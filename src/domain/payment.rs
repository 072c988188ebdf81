use crate::error::{BookingError, Result};
use rust_decimal::Decimal;
use serde::{Deserialize, Serialize};

/// A positive monetary amount.
///
/// Wrapper around `rust_decimal::Decimal` so a recorded charge can never
/// carry a zero or negative value.
#[derive(Debug, Clone, Copy, PartialEq, PartialOrd, Serialize, Deserialize)]
pub struct Amount(Decimal);

impl Amount {
    pub fn new(value: Decimal) -> Result<Self> {
        if value > Decimal::ZERO {
            Ok(Self(value))
        } else {
            Err(BookingError::ValidationError(
                "amount must be positive".to_string(),
            ))
        }
    }

    pub fn value(&self) -> Decimal {
        self.0
    }
}

impl TryFrom<Decimal> for Amount {
    type Error = BookingError;

    fn try_from(value: Decimal) -> Result<Self> {
        Self::new(value)
    }
}

impl From<Amount> for Decimal {
    fn from(amount: Amount) -> Self {
        amount.0
    }
}

/// A charge recorded against a reservation.
///
/// Bookkeeping only: nothing is settled externally. At most one payment may
/// exist per reservation, and only while that reservation is active.
/// Immutable and never deleted once created.
#[derive(Debug, Clone, PartialEq, Serialize, Deserialize)]
pub struct Payment {
    pub id: String,
    pub reservation_id: String,
    pub amount: Amount,
}

/// Caller-supplied draft for a new payment.
#[derive(Debug, Clone, PartialEq)]
pub struct PaymentRequest {
    pub id: String,
    pub reservation_id: String,
    pub amount: Decimal,
}

impl PaymentRequest {
    /// Field-level validation. Returns the validated amount.
    pub fn validate(&self) -> Result<Amount> {
        if self.id.is_empty() {
            return Err(BookingError::ValidationError("id is required".to_string()));
        }
        if self.reservation_id.is_empty() {
            return Err(BookingError::ValidationError(
                "reservation_id is required".to_string(),
            ));
        }
        Amount::new(self.amount)
    }
}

DESCRIPTION OF THE TASK: There is a run of lines above from the one with "impl From<Amount> for" to the one with "pub struct PaymentRequest"; print exactly that run, both ends included, and nothing else.

RESPONSE TO THE TASK:
impl From<Amount> for Decimal {
    fn from(amount: Amount) -> Self {
        amount.0
    }
}

/// A charge recorded against a reservation.
///
/// Bookkeeping only: nothing is settled externally. At most one payment may
/// exist per reservation, and only while that reservation is active.
/// Immutable and never deleted once created.
#[derive(Debug, Clone, PartialEq, Serialize, Deserialize)]
pub struct Payment {
    pub id: String,
    pub reservation_id: String,
    pub amount: Amount,
}

/// Caller-supplied draft for a new payment.
#[derive(Debug, Clone, PartialEq)]
pub struct PaymentRequest {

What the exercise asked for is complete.